Brief:
Of the lines below, copy those that hold the word "global".

Stored data entries
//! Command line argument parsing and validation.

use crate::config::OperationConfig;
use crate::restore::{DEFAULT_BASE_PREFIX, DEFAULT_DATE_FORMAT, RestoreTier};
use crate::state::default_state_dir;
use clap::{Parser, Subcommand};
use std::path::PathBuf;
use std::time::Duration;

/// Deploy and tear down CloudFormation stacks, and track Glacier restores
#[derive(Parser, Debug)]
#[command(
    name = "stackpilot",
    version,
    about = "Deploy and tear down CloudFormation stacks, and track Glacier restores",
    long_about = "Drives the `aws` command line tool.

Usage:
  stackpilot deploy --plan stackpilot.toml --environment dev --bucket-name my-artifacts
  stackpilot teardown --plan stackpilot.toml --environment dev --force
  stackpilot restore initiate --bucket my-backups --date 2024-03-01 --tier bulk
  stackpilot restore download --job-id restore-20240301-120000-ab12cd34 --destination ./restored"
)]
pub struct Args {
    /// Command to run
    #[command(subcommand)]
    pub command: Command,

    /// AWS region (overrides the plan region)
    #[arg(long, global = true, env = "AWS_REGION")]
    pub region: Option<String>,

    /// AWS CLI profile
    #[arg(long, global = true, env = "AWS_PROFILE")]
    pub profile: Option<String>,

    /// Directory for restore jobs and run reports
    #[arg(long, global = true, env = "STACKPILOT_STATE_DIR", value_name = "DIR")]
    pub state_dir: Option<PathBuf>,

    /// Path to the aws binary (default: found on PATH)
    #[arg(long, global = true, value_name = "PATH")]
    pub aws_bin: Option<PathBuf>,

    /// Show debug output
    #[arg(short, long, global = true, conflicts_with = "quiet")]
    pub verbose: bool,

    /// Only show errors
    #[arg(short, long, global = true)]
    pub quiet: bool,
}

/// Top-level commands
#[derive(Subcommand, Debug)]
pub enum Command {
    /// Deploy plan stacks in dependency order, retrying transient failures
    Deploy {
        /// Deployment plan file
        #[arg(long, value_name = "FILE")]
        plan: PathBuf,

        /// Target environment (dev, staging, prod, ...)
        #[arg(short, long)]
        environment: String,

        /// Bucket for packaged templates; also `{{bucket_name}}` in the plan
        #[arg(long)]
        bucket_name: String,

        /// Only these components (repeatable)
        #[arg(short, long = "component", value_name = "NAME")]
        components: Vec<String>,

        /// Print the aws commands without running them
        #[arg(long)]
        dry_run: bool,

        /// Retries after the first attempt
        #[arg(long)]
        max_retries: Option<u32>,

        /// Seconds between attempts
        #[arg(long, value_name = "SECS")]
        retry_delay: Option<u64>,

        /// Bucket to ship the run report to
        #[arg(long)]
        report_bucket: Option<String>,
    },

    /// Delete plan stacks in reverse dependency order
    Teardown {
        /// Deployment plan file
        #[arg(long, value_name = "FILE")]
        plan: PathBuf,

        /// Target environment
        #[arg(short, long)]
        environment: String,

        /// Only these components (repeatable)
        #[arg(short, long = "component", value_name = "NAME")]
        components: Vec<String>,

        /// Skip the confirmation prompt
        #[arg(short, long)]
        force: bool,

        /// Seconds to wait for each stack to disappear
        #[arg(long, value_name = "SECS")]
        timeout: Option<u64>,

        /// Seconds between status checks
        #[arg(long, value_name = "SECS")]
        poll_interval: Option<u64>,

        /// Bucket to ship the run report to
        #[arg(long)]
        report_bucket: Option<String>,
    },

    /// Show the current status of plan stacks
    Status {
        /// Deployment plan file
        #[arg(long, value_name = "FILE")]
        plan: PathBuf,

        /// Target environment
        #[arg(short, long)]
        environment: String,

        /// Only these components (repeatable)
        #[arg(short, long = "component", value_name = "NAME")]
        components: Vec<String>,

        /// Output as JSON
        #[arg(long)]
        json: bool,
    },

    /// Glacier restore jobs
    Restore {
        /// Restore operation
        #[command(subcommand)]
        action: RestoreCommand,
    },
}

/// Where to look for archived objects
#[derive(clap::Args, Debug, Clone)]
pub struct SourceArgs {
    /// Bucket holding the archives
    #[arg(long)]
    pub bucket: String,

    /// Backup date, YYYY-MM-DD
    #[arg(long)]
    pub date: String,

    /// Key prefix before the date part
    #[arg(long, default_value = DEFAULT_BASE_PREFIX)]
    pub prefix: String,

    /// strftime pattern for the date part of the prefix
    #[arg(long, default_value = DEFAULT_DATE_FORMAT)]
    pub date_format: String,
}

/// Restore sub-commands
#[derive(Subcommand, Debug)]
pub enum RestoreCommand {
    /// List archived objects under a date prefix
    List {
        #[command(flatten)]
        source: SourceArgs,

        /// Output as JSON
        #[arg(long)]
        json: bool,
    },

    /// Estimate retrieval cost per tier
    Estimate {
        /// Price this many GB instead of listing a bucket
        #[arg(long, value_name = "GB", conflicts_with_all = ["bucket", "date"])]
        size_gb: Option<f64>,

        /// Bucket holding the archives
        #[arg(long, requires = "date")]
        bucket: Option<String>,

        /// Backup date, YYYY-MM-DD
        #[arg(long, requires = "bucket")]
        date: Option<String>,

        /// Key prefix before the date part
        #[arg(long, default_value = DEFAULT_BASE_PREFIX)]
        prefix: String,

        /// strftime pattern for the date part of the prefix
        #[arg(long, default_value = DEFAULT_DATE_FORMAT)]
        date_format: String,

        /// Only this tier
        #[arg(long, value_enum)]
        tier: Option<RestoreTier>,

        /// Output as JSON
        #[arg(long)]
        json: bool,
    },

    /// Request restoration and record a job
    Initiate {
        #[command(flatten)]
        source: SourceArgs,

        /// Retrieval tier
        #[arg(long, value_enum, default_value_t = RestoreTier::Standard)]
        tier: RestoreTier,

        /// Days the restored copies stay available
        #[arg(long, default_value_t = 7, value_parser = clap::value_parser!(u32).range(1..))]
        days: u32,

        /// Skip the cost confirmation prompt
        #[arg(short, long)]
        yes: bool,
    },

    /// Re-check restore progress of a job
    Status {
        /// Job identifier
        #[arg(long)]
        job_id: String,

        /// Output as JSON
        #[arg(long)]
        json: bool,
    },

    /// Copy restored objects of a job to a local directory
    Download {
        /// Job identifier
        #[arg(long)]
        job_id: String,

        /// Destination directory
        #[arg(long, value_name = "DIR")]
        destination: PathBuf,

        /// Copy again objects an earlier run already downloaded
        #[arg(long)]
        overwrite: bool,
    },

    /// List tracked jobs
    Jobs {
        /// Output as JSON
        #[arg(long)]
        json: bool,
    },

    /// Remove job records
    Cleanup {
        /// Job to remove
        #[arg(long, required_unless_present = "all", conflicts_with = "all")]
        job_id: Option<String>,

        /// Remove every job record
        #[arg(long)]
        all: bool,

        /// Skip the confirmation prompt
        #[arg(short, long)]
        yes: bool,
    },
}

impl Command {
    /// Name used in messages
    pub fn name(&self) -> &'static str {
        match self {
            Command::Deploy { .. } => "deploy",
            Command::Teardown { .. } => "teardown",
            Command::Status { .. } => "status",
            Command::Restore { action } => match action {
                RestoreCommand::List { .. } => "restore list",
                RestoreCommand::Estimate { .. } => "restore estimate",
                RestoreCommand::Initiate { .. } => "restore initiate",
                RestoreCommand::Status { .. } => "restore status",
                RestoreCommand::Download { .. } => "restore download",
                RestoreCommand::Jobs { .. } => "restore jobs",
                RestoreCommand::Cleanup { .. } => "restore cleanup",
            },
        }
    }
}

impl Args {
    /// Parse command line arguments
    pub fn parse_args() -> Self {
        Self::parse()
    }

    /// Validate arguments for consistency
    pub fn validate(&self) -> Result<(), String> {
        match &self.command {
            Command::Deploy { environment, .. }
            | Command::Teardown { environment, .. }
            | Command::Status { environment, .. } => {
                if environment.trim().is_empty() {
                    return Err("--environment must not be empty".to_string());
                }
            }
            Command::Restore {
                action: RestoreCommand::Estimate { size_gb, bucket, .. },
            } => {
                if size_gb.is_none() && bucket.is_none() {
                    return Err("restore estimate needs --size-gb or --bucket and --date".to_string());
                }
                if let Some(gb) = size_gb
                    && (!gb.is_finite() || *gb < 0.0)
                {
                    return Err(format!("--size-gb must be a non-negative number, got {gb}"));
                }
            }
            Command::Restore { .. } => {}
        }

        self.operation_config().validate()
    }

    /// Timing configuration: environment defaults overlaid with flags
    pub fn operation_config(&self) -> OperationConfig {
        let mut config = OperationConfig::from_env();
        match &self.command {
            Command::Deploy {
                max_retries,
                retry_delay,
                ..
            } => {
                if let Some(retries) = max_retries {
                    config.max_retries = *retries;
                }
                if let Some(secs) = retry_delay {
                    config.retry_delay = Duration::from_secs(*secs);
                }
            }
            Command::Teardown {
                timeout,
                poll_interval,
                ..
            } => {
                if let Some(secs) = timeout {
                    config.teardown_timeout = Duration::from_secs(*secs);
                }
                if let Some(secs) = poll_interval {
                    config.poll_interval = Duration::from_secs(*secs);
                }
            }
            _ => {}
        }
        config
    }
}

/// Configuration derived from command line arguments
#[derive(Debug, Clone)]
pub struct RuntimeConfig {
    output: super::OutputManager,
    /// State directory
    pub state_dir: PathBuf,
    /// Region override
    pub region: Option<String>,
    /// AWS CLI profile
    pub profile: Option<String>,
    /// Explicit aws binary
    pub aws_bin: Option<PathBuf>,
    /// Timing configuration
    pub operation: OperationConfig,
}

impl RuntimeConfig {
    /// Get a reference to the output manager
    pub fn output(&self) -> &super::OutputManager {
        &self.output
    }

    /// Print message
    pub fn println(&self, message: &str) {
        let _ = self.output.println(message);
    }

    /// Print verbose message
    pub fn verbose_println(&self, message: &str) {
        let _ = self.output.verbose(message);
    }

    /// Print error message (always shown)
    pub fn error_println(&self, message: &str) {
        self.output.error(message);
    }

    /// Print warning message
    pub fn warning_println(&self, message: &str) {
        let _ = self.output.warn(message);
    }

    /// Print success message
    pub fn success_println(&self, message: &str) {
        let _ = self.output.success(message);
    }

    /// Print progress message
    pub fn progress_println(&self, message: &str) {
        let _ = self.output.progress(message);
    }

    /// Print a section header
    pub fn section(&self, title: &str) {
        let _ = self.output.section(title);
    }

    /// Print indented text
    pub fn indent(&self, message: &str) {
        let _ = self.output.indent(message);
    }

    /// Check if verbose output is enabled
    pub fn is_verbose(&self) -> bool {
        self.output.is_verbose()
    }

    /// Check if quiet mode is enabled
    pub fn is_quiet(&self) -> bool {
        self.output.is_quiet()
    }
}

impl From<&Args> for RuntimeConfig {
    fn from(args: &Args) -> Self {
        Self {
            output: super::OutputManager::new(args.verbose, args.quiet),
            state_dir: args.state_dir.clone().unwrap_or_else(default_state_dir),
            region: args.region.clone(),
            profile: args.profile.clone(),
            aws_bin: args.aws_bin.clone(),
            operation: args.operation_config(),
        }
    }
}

Exercise result:
    #[arg(long, global = true, env = "AWS_REGION")]
    #[arg(long, global = true, env = "AWS_PROFILE")]
    #[arg(long, global = true, env = "STACKPILOT_STATE_DIR", value_name = "DIR")]
    #[arg(long, global = true, value_name = "PATH")]
    #[arg(short, long, global = true, conflicts_with = "quiet")]
    #[arg(short, long, global = true)]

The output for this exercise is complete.